書状で済むなら、こんなに長く曖昧なままだったはずがない。本家はずっと、必要最小限の言葉しかよこさなかったのだから。
「ええ。だから、呼び出されるなら行くわ」
夫は、その言い方に少し驚いたらしかった。
「ひとりで?」
「まさか」
ヘレンは、そこでようやく白いまま伏せてあったもう一組の便箋を手前へ引いた。
「でも、まずは書きますわ。今回の不始末について、今後の扱いを決めるためにも、当初の事情を正確に承知したい、と」
エドマンドは何か言いかけたが、結局黙った。
たぶん彼も分かっているのだ。いまさら止める理屈がないことを。
婚約が壊れかけ、事業の話まで流れかけて、なお本家の“何となく”に従っていては、この家が持たないのだと。
ヘレンは新しい便箋へ向き直った。
筆先を紙へ置く前に、ひとつだけ胸の内で確かめる。
これは火消しではない。整えるためでもない。
ようやく、自分が何を押しつけられてきたのかを知るためだ。
そう思うと、背筋が少し伸びた。
先に、アシュフォード家への返書を書き上げる。外での無礼を詫び、今後の不用意な接触を慎むことを約す。

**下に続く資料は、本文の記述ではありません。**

/// One chained comparison, e.g. `0 <= i < N` or `o = i + 1`.
fn parse_comparison_chain(
    text: &str,
    n_cols: usize,
    resolve: &dyn Fn(&str) -> Option<usize>,
) -> Result<Vec<Constraint>> {
    // Split on comparison operators, longest first, keeping the operators.
    let mut parts: Vec<String> = Vec::new();
    let mut ops: Vec<&'static str> = Vec::new();
    let bytes = text.as_bytes();
    let mut start = 0;
    let mut i = 0;
    while i < bytes.len() {
        let next = if i + 1 < bytes.len() { bytes[i + 1] } else { 0 };
        let op: Option<(&'static str, usize)> = match bytes[i] {
            b'<' if next == b'=' => Some(("<=", 2)),
            b'>' if next == b'=' => Some((">=", 2)),
            b'=' if next == b'=' => Some(("=", 2)),
            b'<' => Some(("<", 1)),
            b'>' => Some((">", 1)),
            b'=' => Some(("=", 1)),
            _ => None,
        };
        if let Some((op, width)) = op {
            parts.push(text[start..i].to_string());
            ops.push(op);
            i += width;
            start = i;
        } else {
            i += 1;
        }
    }
    parts.push(text[start..].to_string());

    if ops.is_empty() {
        return Err(Error::poly(format!("`{}` is not a constraint", text)));
    }

    let exprs: Vec<AffineExpr> = parts
        .iter()
        .map(|p| parse_affine(p, n_cols, resolve))
        .collect::<Result<_>>()?;

    let mut rows = Vec::new();
    for (k, op) in ops.iter().enumerate() {
        let lhs = exprs[k].clone();
        let rhs = exprs[k + 1].clone();
        let row = match *op {
            "<=" => Constraint::le(lhs, rhs),
            "<" => {
                let mut e = rhs - lhs;
                e.constant -= 1;
                Constraint::ge_zero(e)
            }
            ">=" => Constraint::ge(lhs, rhs),
            ">" => {
                let mut e = lhs - rhs;
                e.constant -= 1;
                Constraint::ge_zero(e)
            }
            "=" => Constraint::eq(lhs, rhs),
            _ => unreachable!(),
        };
        rows.push(row);
    }
    Ok(rows)
}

そこにはもう、変な迷いはなかった。謝るべきことは謝る。
ただ、それで何もかも丸く収まるとは思わない。
封蝋を押し、脇へ置く。
それから、ヘレンは本家への書状に取りかかった。
文面は丁重に整えた。だが、腹の底は丁重ではなかった。
今回の件にあたり、従来のような曖昧な理解ではこちらも対処できないこと。
当初の事情を正確に承知したいこと。必要であれば、直接伺う用意があること。
そこまで書いて、彼女は筆を置いた。
部屋の中は静かだった。
エドマンドはいつの間にか出ていっていて、ランプの火だけが机の上を明るくしている。
ヘレンは、二通の封筒を並べて見た。
一通は、失礼に対する謝罪。
もう一通は、いまさらの確認。
この順番になったこと自体が、どこかもうおかしかった。
だが、それでも書かないよりはましだった。
封蝋が冷えて固まるのを見ながら、彼女はふと思った。
――もし本家が、ここでもまだ曖昧に濁すようなら。
――もし、自分は何も知らされず、ただ預かって繕う役だけを押しつけられていたのだと、本当にはっきりしたら。
――その時、自分はこの家のために、何をどこまで続けるつもりでいられるのだろう?
答えは、まだ出なかった。
けれど、答えの出る場所が、もう以前とは違うところへ移り始めていることだけは、確かに分かった。